私が従来からこの作者の作品、読んだ限りですが、『阪急電車』と『フリーター、家を買う』とこの『県庁おもてなし課』について感じているのは、確かにハッピーエンドで終わっていて、読後感もよくて適度にラブストーリーになっているんですが、ホントに現実的なんだろうか、ということです。内輪の出来過ぎた話で終わっている可能性はないだろうかという気がします。特に、今回の物語は作者の出身の高知県における実在の「おもてなし課」を舞台にしているだけに、観光という市場で価値が貨幣単位で計測される成果をお手盛りの評価で終わらせていないか、という不安があります。エコノミストの考え過ぎなのかもしれませんが、しばしば官庁というのはこういった自己満足で終わることがあり、市場で計測される「民間感覚」との大きな隔たりを生んでいることは、この小説の中で作者自身が指摘しているところです。もちろん、この小説自身はベストセラーに名を連ねて市場での評価は誠に素晴らしいものがありますが、物語の中身、すなわち、高知県の観光振興がどこまで市場で評価されているかは私の知らない範囲ですので、ついつい不安になってしまいます。特に、高知県といえば、私が昨年まで単身赴任していた長崎や島根、青森などと並んで衰退の著しい地方として名を上げられる場合の多い県です。ホントに県庁おもてなし課がうまくいっているんであれば、とってもハッピーなんでしょうが、地方振興や観光についてはトンと専門外の私にまで情報は伝わって来ません。でも、繰返しになりますが、楽しく読めて適度にラブストーリーになっていて、読後感もさわやかで、小説としてはとってもいい出来に仕上がっている気がします。素直に市場に判断されている通りです。
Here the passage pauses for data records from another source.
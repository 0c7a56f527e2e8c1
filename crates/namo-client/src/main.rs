//! Interactive NAMO client entry point.
//!
//! Connects to the serial server, prints everything the server publishes,
//! and forwards commands typed on stdin:
//!
//! ```text
//! $ namo-client 127.0.0.1:9000
//! TEXT /dev/ttyUSB0 greeting HelloWorld
//! BINARY /dev/ttyUSB0 blob DEADBEEF
//! exit
//! ```

use std::sync::{
    atomic::{AtomicBool, Ordering},
    Arc,
};

use tokio::io::{AsyncBufReadExt, BufReader};
use tracing::info;
use tracing_subscriber::EnvFilter;

use namo_client::{ClientConfig, ClientEvent, RemoteClient};
use namo_core::parse_command;

#[tokio::main]
async fn main() -> anyhow::Result<()> {
    // Initialise structured logging.  Level is overridden by `RUST_LOG`.
    tracing_subscriber::fmt()
        .with_env_filter(
            EnvFilter::try_from_default_env().unwrap_or_else(|_| EnvFilter::new("info")),
        )
        .init();

    let server_addr = std::env::args()
        .nth(1)
        .unwrap_or_else(|| "127.0.0.1:9000".to_string());

    let client = Arc::new(RemoteClient::new(ClientConfig {
        server_addr,
        ..ClientConfig::default()
    }));
    let running = Arc::new(AtomicBool::new(true));
    let mut events = Arc::clone(&client).start(Arc::clone(&running));

    // ── Ctrl-C handler ────────────────────────────────────────────────────────
    let running_ctrlc = Arc::clone(&running);
    tokio::spawn(async move {
        if tokio::signal::ctrl_c().await.is_ok() {
            info!("shutdown signal received");
            running_ctrlc.store(false, Ordering::Relaxed);
        }
    });

    // ── Stdin command loop ────────────────────────────────────────────────────
    println!("Enter commands in format: <TYPE> <CHANNEL> <KEY> <VALUE>");
    println!("Example: TEXT COM1 testKey HelloWorld");
    println!("         BINARY COM2 binKey DEADBEEF");
    println!("Enter 'exit' to quit");

    let stdin_client = Arc::clone(&client);
    let running_stdin = Arc::clone(&running);
    tokio::spawn(async move {
        let mut lines = BufReader::new(tokio::io::stdin()).lines();
        while let Ok(Some(line)) = lines.next_line().await {
            let line = line.trim();
            if line.is_empty() {
                continue;
            }
            if line.eq_ignore_ascii_case("exit") {
                running_stdin.store(false, Ordering::Relaxed);
                break;
            }
            match parse_command(line) {
                Ok(command) => stdin_client.send_command(command),
                Err(e) => println!("Error: {e}"),
            }
        }
    });

    // ── Event loop ────────────────────────────────────────────────────────────
    while let Some(event) = events.recv().await {
        if !running.load(Ordering::Relaxed) {
            break;
        }
        match event {
            ClientEvent::Connected { addr } => println!("Connected to server: {addr}"),
            ClientEvent::Disconnected => println!("Disconnected; reconnecting…"),
            ClientEvent::Received(line) => println!("Serial message: {line}"),
            ClientEvent::ServerLine(line) => println!("Server: {line}"),
            ClientEvent::GaveUp => {
                println!("Gave up reconnecting.");
                break;
            }
        }
    }

    Ok(())
}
次に、これも話題の書で、市橋達也被告の『逮捕されるまで 空白の2年7カ月の記録』(幻冬舎) も図書館で借りて読んでみました。2007年3月、千葉県市川市のマンションで英会話講師リンゼイ・アン・ホーカーさんが殺害された事件で殺人と強姦致死の罪で起訴されている著者が、事件の後、2009年11月に逮捕されるまでの約2年7か月の間、どこにいて、どのような生活をし、何を考えて来たかを取りまとめたものです。すでに朝日新聞の書評でほぼ私の言いたいことが簡潔に取りまとめられていますので、簡潔に、特に強く同意する最後のパラだけを以下に引用します。
「文学」に昇華した逃亡物語
本書を「不道徳」と非難する人は、罵りながらも本書を買っているのだろう。テレビのワイドショーで、司会者が「許されませんね」と眉をひそめつつも殺人事件をエンターテインメントとして消費するのと、同じ構造だ。本書を「不道徳」と捉えることは、実は自らが衆愚的なニュースの消費者に陥りかねない、という危険な罠が潜んでいるのである。
図書館にリクエストしていたスティーヴン・キングの最新刊『アンダー・ザ・ドーム』上下が届きました。この大作を読み終えるまで、しばらく読書感想文の日記はお休みになるかもしれません。